**What is required**
Search the records for the word "collect" and copy each line in which it appears.

[Start of section]

//! Minimal PDF 1.4 writer: text in the two standard Helvetica faces and
//! straight lines, on any number of pages.
//!
//! Coordinates are millimetres from the top-left corner of the page, with
//! `y` naming the text baseline. Text is WinAnsi-encoded; characters outside
//! Latin-1 are written as `?` since the standard fonts carry no other glyphs.

use std::io::Write;

const PT_PER_MM: f32 = 72.0 / 25.4;

const A4_WIDTH_MM: f32 = 210.0;
const A4_HEIGHT_MM: f32 = 297.0;

#[derive(Debug, Clone, Copy, PartialEq, Eq)]
pub(crate) enum Orientation {
    Portrait,
    Landscape,
}

#[derive(Debug, Clone, Copy, PartialEq, Eq)]
pub(crate) enum FontStyle {
    Normal,
    Bold,
}

impl FontStyle {
    fn resource(self) -> &'static str {
        match self {
            FontStyle::Normal => "F1",
            FontStyle::Bold => "F2",
        }
    }
}

pub(crate) struct PdfDocument {
    width: f32,
    height: f32,
    pages: Vec<String>,
    font: FontStyle,
    font_size: f32,
}

impl PdfDocument {
    /// A4 document with one empty page.
    pub(crate) fn a4(orientation: Orientation) -> Self {
        let (width, height) = match orientation {
            Orientation::Portrait => (A4_WIDTH_MM, A4_HEIGHT_MM),
            Orientation::Landscape => (A4_HEIGHT_MM, A4_WIDTH_MM),
        };
        Self {
            width,
            height,
            pages: vec![String::new()],
            font: FontStyle::Normal,
            font_size: 12.0,
        }
    }

    pub(crate) fn width(&self) -> f32 {
        self.width
    }

    pub(crate) fn height(&self) -> f32 {
        self.height
    }

    pub(crate) fn page_count(&self) -> usize {
        self.pages.len()
    }

    pub(crate) fn set_font(&mut self, font: FontStyle, size: f32) {
        self.font = font;
        self.font_size = size;
    }

    pub(crate) fn add_page(&mut self) {
        self.pages.push(String::new());
    }

    pub(crate) fn text(&mut self, x: f32, y: f32, text: &str) {
        let op = format!(
            "BT /{} {} Tf {} {} Td ({}) Tj ET\n",
            self.font.resource(),
            num(self.font_size),
            num(x * PT_PER_MM),
            num((self.height - y) * PT_PER_MM),
            escape(text)
        );
        self.current_page().push_str(&op);
    }

    pub(crate) fn line(&mut self, x1: f32, y1: f32, x2: f32, y2: f32) {
        let op = format!(
            "0.5 w {} {} m {} {} l S\n",
            num(x1 * PT_PER_MM),
            num((self.height - y1) * PT_PER_MM),
            num(x2 * PT_PER_MM),
            num((self.height - y2) * PT_PER_MM)
        );
        self.current_page().push_str(&op);
    }

    fn current_page(&mut self) -> &mut String {
        if self.pages.is_empty() {
            self.pages.push(String::new());
        }
        let last = self.pages.len() - 1;
        &mut self.pages[last]
    }

    /// Serializes the document.
    ///
    /// Object layout: 1 catalog, 2 page tree, 3-4 fonts, 5 info, then a
    /// page object and its content stream for each page.
    pub(crate) fn finish(self, title: &str) -> std::io::Result<Vec<u8>> {
        let mut out: Vec<u8> = Vec::new();
        let mut offsets: Vec<usize> = Vec::new();
        let page_ids: Vec<usize> = (0..self.pages.len()).map(|i| 6 + i * 2).collect();

        out.write_all(b"%PDF-1.4\n%\xE2\xE3\xCF\xD3\n")?;

        let kids = page_ids
            .iter()
            .map(|id| format!("{id} 0 R"))
            .collect::<Vec<_>>()
            .join(" ");
        let header_objects = [
            "<< /Type /Catalog /Pages 2 0 R >>".to_string(),
            format!("<< /Type /Pages /Kids [{kids}] /Count {} >>", self.pages.len()),
            "<< /Type /Font /Subtype /Type1 /BaseFont /Helvetica /Encoding /WinAnsiEncoding >>"
                .to_string(),
            "<< /Type /Font /Subtype /Type1 /BaseFont /Helvetica-Bold /Encoding /WinAnsiEncoding >>"
                .to_string(),
            format!("<< /Title ({}) /Producer (portfolio-reports) >>", escape(title)),
        ];
        for (i, body) in header_objects.iter().enumerate() {
            offsets.push(out.len());
            write!(out, "{} 0 obj\n{body}\nendobj\n", i + 1)?;
        }

        let media_box = format!(
            "[0 0 {} {}]",
            num(self.width * PT_PER_MM),
            num(self.height * PT_PER_MM)
        );
        for (content, page_id) in self.pages.iter().zip(&page_ids) {
            offsets.push(out.len());
            write!(
                out,
                "{page_id} 0 obj\n<< /Type /Page /Parent 2 0 R /MediaBox {media_box} \
                 /Resources << /Font << /F1 3 0 R /F2 4 0 R >> >> /Contents {} 0 R >>\nendobj\n",
                page_id + 1
            )?;
            offsets.push(out.len());
            write!(
                out,
                "{} 0 obj\n<< /Length {} >>\nstream\n{content}endstream\nendobj\n",
                page_id + 1,
                content.len()
            )?;
        }

        let xref_at = out.len();
        write!(out, "xref\n0 {}\n0000000000 65535 f \n", offsets.len() + 1)?;
        for offset in &offsets {
            write!(out, "{offset:010} 00000 n \n")?;
        }
        write!(
            out,
            "trailer\n<< /Size {} /Root 1 0 R /Info 5 0 R >>\nstartxref\n{xref_at}\n%%EOF\n",
            offsets.len() + 1
        )?;
        Ok(out)
    }
}

/// Two decimals, trailing zeros dropped.
fn num(value: f32) -> String {
    let s = format!("{value:.2}");
    let s = s.trim_end_matches('0').trim_end_matches('.');
    if s.is_empty() || s == "-" {
        "0".to_string()
    } else {
        s.to_string()
    }
}

/// PDF literal-string escaping. Non-ASCII Latin-1 goes out as octal so the
/// content stream stays ASCII.
fn escape(text: &str) -> String {
    let mut out = String::with_capacity(text.len());
    for c in text.chars() {
        match c {
            '(' | ')' | '\\' => {
                out.push('\\');
                out.push(c);
            }
            ' '..='~' => out.push(c),
            '\u{a0}'..='\u{ff}' => out.push_str(&format!("\\{:03o}", c as u32)),
            _ => out.push('?'),
        }
    }
    out
}

#[cfg(test)]
mod tests {
    use super::*;

    #[test]
    fn numbers_are_trimmed() {
        assert_eq!(num(595.2756), "595.28");
        assert_eq!(num(56.0), "56");
        assert_eq!(num(0.0), "0");
        assert_eq!(num(10.5), "10.5");
    }

    #[test]
    fn escape_handles_delimiters_and_non_latin() {
        assert_eq!(escape("a(b)\\"), "a\\(b\\)\\\\");
        assert_eq!(escape("é"), "\\351");
        assert_eq!(escape("شهادة"), "?????");
    }

    #[test]
    fn new_pages_are_counted() {
        let mut doc = PdfDocument::a4(Orientation::Portrait);
        doc.add_page();
        assert_eq!(doc.page_count(), 2);
        let bytes = doc.finish("t").unwrap();
        let text = String::from_utf8_lossy(&bytes);
        assert!(text.contains("/Count 2"));
        assert!(text.contains("/MediaBox [0 0 595.28 841.89]"));
        assert!(text.ends_with("%%EOF\n"));
    }

    #[test]
    fn landscape_swaps_dimensions() {
        let doc = PdfDocument::a4(Orientation::Landscape);
        assert_eq!(doc.width(), 297.0);
        assert_eq!(doc.height(), 210.0);
    }
}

[End of section]

**Solved exercise**
        let page_ids: Vec<usize> = (0..self.pages.len()).map(|i| 6 + i * 2).collect();
            .collect::<Vec<_>>()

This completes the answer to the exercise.